== WHAT THIS TASK INVOLVES ==
Wherever a line in the records contains the word "missing", return that line.

Dataset entries:

------------------------------------

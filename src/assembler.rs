//! Builds the viewer document: one image card per page, in page order.

use crate::config::PageNumbering;
use crate::encoder;
use crate::pdf::{PageRenderer, PdfEngine, PdfSession, RenderError};
use serde::Serialize;
use std::sync::atomic::{AtomicBool, Ordering};
use std::sync::Arc;
use thiserror::Error;
use tracing::{info, warn};

const STYLE: &str = concat!(
    ".card {",
    "  border-radius: 8px;",
    "  box-shadow: 0 4px 8px rgba(0, 0, 0, 0.2);",
    "  margin: 8px;",
    "  position: relative;",
    "}",
    ".page-number {",
    "  position: absolute;",
    "  top: 0;",
    "  right: 0;",
    "  background-color: rgba(0, 0, 0, 0.5);",
    "  color: white;",
    "  padding: 2px 6px;",
    "  border-top-left-radius: 4px;",
    "}",
);

const PAGE_NUMBER_SCRIPT: &str = concat!(
    "function addPageNumbers() {",
    "  var imgs = document.getElementsByTagName('img');",
    "  for (var i = 0; i < imgs.length; i++) {",
    "    var label = document.createElement('div');",
    "    label.className = 'page-number';",
    "    label.textContent = 'Page ' + (i + 1);",
    "    imgs[i].parentNode.appendChild(label);",
    "  }",
    "}",
);

/// Errors that abort assembly.
#[derive(Error, Debug)]
pub enum AssembleError {
    #[error(transparent)]
    Render(#[from] RenderError),

    #[error("Assembly cancelled after {completed} pages")]
    Cancelled { completed: u32 },
}

/// Cooperative cancellation, checked between pages.
#[derive(Debug, Clone, Default)]
pub struct CancelToken(Arc<AtomicBool>);

impl CancelToken {
    pub fn new() -> Self {
        Self::default()
    }

    pub fn cancel(&self) {
        self.0.store(true, Ordering::SeqCst);
    }

    pub fn is_cancelled(&self) -> bool {
        self.0.load(Ordering::SeqCst)
    }

    /// Clears a previous cancellation so the token can be reused.
    pub fn reset(&self) {
        self.0.store(false, Ordering::SeqCst);
    }
}

/// A page that was left out of the document.
#[derive(Debug, Serialize)]
pub struct PageFailure {
    pub index: u32,
    pub error: RenderError,
}

/// The assembled HTML and what went into it.
#[derive(Debug)]
pub struct ViewerDocument {
    html: String,
    page_count: u32,
    cards: Vec<u32>,
    failures: Vec<PageFailure>,
}

impl ViewerDocument {
    pub fn html(&self) -> &str {
        &self.html
    }

    pub fn into_html(self) -> String {
        self.html
    }

    /// Page count of the session the document was built from.
    pub fn page_count(&self) -> u32 {
        self.page_count
    }

    /// Indices of the pages that have a card, in document order.
    pub fn cards(&self) -> &[u32] {
        &self.cards
    }

    pub fn failures(&self) -> &[PageFailure] {
        &self.failures
    }

    pub fn is_complete(&self) -> bool {
        self.failures.is_empty()
    }
}

/// Renders every page of a session and assembles the viewer document.
#[derive(Debug, Clone)]
pub struct DocumentAssembler {
    renderer: PageRenderer,
    numbering: PageNumbering,
    lenient: bool,
    cancel: Option<CancelToken>,
}

impl DocumentAssembler {
    pub fn new(renderer: PageRenderer, numbering: PageNumbering) -> Self {
        Self {
            renderer,
            numbering,
            lenient: true,
            cancel: None,
        }
    }

    /// In lenient mode (the default) failed pages are logged and skipped;
    /// otherwise the first failure aborts assembly.
    pub fn lenient(mut self, lenient: bool) -> Self {
        self.lenient = lenient;
        self
    }

    pub fn with_cancel(mut self, cancel: CancelToken) -> Self {
        self.cancel = Some(cancel);
        self
    }

    /// Renders pages `0..page_count` in order and builds the document.
    ///
    /// The whole document is held in memory and returned once complete.
    pub fn assemble<'e, E: PdfEngine + 'e>(
        &self,
        session: &PdfSession<'e, E>,
    ) -> Result<ViewerDocument, AssembleError> {
        let page_count = session.page_count();
        let mut html = String::new();
        self.open_document(&mut html);

        let mut cards = Vec::with_capacity(page_count as usize);
        let mut failures = Vec::new();

        for index in 0..page_count {
            if self.cancel.as_ref().is_some_and(CancelToken::is_cancelled) {
                info!(completed = index, page_count, "assembly cancelled");
                return Err(AssembleError::Cancelled { completed: index });
            }

            match self.renderer.render(session, index) {
                Ok(buffer) => {
                    let image = encoder::encode(&buffer);
                    drop(buffer);
                    self.push_card(&mut html, index, &image.data_uri());
                    cards.push(index);
                }
                Err(error) if self.lenient => {
                    warn!(page = index, %error, "skipping page that failed to render");
                    failures.push(PageFailure { index, error });
                }
                Err(error) => return Err(error.into()),
            }
        }

        html.push_str("</body></html>");

        if !failures.is_empty() {
            let missing: Vec<u32> = failures.iter().map(|f| f.index).collect();
            warn!(?missing, page_count, "document is missing pages");
        }
        info!(page_count, cards = cards.len(), bytes = html.len(), "assembled document");

        Ok(ViewerDocument {
            html,
            page_count,
            cards,
            failures,
        })
    }

    fn open_document(&self, html: &mut String) {
        html.push_str("<html><head><style>");
        html.push_str(STYLE);
        html.push_str("</style>");
        if self.numbering == PageNumbering::Script {
            html.push_str("<script>");
            html.push_str(PAGE_NUMBER_SCRIPT);
            html.push_str("</script></head><body onload=\"addPageNumbers()\">");
        } else {
            html.push_str("</head><body>");
        }
    }

    fn push_card(&self, html: &mut String, index: u32, src: &str) {
        html.push_str("<div class=\"card\">");
        html.push_str("<img style=\"width: 100%; height: auto;\" src=\"");
        html.push_str(src);
        html.push_str("\"/>");
        if self.numbering == PageNumbering::Inline {
            html.push_str("<div class=\"page-number\">Page ");
            html.push_str(&(index + 1).to_string());
            html.push_str("</div>");
        }
        html.push_str("</div>");
    }
}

------------------------------------

== ANSWER BOX ==
            let missing: Vec<u32> = failures.iter().map(|f| f.index).collect();
            warn!(?missing, page_count, "document is missing pages");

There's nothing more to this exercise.